From time to time I revisit vulnerability classes and see if I can still explain them in laymen terms to beginners in this field who never heard about it or still struggle to understand on how, why these vulnerabilities work the way they do. This time, I try to explain format string exploits and of course doing it online, so I have a handy reference as otherwise it gets lost in the digital waste land on the hard drive.

I know there are many, that already explain this vulnerability. These (future) posts are mostly done for my own reference.

The structure is will be separated into an introductory part (this one) and then a part that focuses mostly on different attacks (what you can actually do when you have a program that has this vuln). After this is done, I will update it to 64-bit calling convention, and how this inflluences this vulnerability.

Background:

Format string vulnerabilities surfaced in the 2000. Like all the vulnerabilities it got more and more refined over the years, especially for writing to memory locations formulas have been derived that are readily available. Up until 2019 this kind of vulnerability kind of disappeared until Attacking SSL VPN — Part 1: PreAuth RCE on Palo Alto GlobalProtect, with Uber as Case Study! As a matter of fact it can be considered resurrected .

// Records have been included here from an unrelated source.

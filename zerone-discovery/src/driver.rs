//! The capability a discovery driver (e.g. an etcd backend) exposes to the
//! core, grounded on `original_source/govern/govern.go`'s `Driver` interface
//! minus its `Endpoint` marshal methods — [`zerone_core::Endpoint`] already
//! carries a `serde` round trip (spec.md §6 registry layout).
//!
//! Concrete drivers are collaborators (spec.md §1): this crate owns the
//! periodic publish loop and the change-polling consumer loop (spec.md
//! §4.10) generically, and only asks a [`Driver`] to do the three
//! store-specific operations — publish, list, unpublish — that actually
//! differ between e.g. etcd and an in-memory test double.

use std::collections::HashMap;
use std::future::Future;
use std::pin::Pin;
use std::sync::Arc;
use std::time::Duration;

use zerone_core::Endpoint;

use crate::error::DiscoveryError;

pub type BoxFuture<'a, T> = Pin<Box<dyn Future<Output = T> + Send + 'a>>;

/// One named discovery backend. `namespace` scopes every `service` key the
/// way `original_source`'s `govern.Driver.Namespace()` does (spec.md §6:
/// "a directory `/ns/service/` holds one child per endpoint").
pub trait Driver: Send + Sync {
    fn name(&self) -> &str;

    /// Publish `endpoint` under `service` with the given TTL. Called
    /// repeatedly by [`crate::Provider`]'s periodic loop (spec.md §4.10:
    /// "TTL is 3 × interval").
    fn publish(&self, service: &str, endpoint: &Endpoint, ttl: Duration) -> BoxFuture<'_, Result<(), DiscoveryError>>;

    /// Remove a previously published endpoint.
    fn unpublish(&self, service: &str, endpoint: &Endpoint) -> BoxFuture<'_, Result<(), DiscoveryError>>;

    /// Current endpoint set for `service`. Polled repeatedly by
    /// [`crate::Consumer`]'s refresh loop; a driver with a genuine
    /// server-push watch protocol can implement this by returning the
    /// latest snapshot its own watch stream already maintains.
    fn list(&self, service: &str) -> BoxFuture<'_, Result<Vec<Endpoint>, DiscoveryError>>;
}

/// Explicit, dependency-injected registry of discovery drivers (spec.md §9
/// Design Notes: "express it as an explicit registry passed into the
/// discovery layer rather than as ambient global state"), replacing
/// `original_source`'s process-wide `govern.Register`/`govern.Open`
/// package-level map.
#[derive(Default)]
pub struct DriverRegistry {
    drivers: HashMap<String, Arc<dyn Driver>>,
}

impl DriverRegistry {
    pub fn new() -> Self {
        Self::default()
    }

    pub fn register(&mut self, driver: Arc<dyn Driver>) {
        self.drivers.insert(driver.name().to_string(), driver);
    }

    pub fn get(&self, name: &str) -> Option<Arc<dyn Driver>> {
        self.drivers.get(name).cloned()
    }
}

#[cfg(test)]
pub(crate) mod test_support {
    use super::*;
    use std::sync::Mutex;

    /// In-memory driver used by this crate's own tests and by
    /// `zerone-client`'s integration tests — stands in for an etcd driver
    /// without pulling a network dependency into test code.
    #[derive(Default)]
    pub struct MemoryDriver {
        services: Mutex<HashMap<String, Vec<Endpoint>>>,
    }

    impl Driver for MemoryDriver {
        fn name(&self) -> &str {
            "memory"
        }

        fn publish(&self, service: &str, endpoint: &Endpoint, _ttl: Duration) -> BoxFuture<'_, Result<(), DiscoveryError>> {
            let service = service.to_string();
            let endpoint = endpoint.clone();
            Box::pin(async move {
                let mut services = self.services.lock().unwrap();
                let list = services.entry(service).or_default();
                list.retain(|e| e.name != endpoint.name);
                list.push(endpoint);
                Ok(())
            })
        }

        fn unpublish(&self, service: &str, endpoint: &Endpoint) -> BoxFuture<'_, Result<(), DiscoveryError>> {
            let service = service.to_string();
            let name = endpoint.name.clone();
            Box::pin(async move {
                if let Some(list) = self.services.lock().unwrap().get_mut(&service) {
                    list.retain(|e| e.name != name);
                }
                Ok(())
            })
        }

        fn list(&self, service: &str) -> BoxFuture<'_, Result<Vec<Endpoint>, DiscoveryError>> {
            let service = service.to_string();
            Box::pin(async move { Ok(self.services.lock().unwrap().get(&service).cloned().unwrap_or_default()) })
        }
    }
}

Functions that use format strings (C based) aka the format functions :

The Format string vulnerability is a bug predominantly found in the printf() family of functions . These functions convert and print data of different types to a string or file stream, formatted according to the format string. (more on what this mysterious format string is, later in the text). These functions take a variable amount of arguments, depending on how many format specifiers are in the format string iteslf.

Printf() functions:

What is a format string:

Lets get some definitions:

The Format String is the argument of the format function and is an ASCII Z string which contains text and format parameters [https://owasp.org/www-community/attacks/Format_string_attack].

format string refers to a control parameter used by a class of functions in the input/output libraries of C and many other programming languages. The string is written in a simple template language: characters are usually copied literally into the function’s output, but format specifiers, which start with a % character, indicate the location and method to translate a piece of data (such as a number) to characters.

[https://en.wikipedia.org/wiki/Printf_format_string]

But what does this exactly mean ?

The format string tells the program of how the text, that (in case of printf) will be printed should be formatted. Each format specifier is preceded by “%”, followed by a parameter. It indicates where in the string/stream, the data element should be inserted, and what data type should be converted and displayed.

The format string itself is made up of format specifiers and string literal data.

Lets see an example with printf:

printf (“The fox jumps over %d dogs \n”, 2)

So the string will be printed formatted as : The fox jumps over 2 dogs (%d is the int format specifier, and the data element 2 will replace the %d). It can be kind of seen as a conversion function, turning “primitive data types” (int, char, float …) into a string representation. A non exhaustive list of specifiers can be seen in the following image (https://web.ecs.syr.edu/~wedu/Teaching/cis643/LectureNotes_New/Format_String.pdf)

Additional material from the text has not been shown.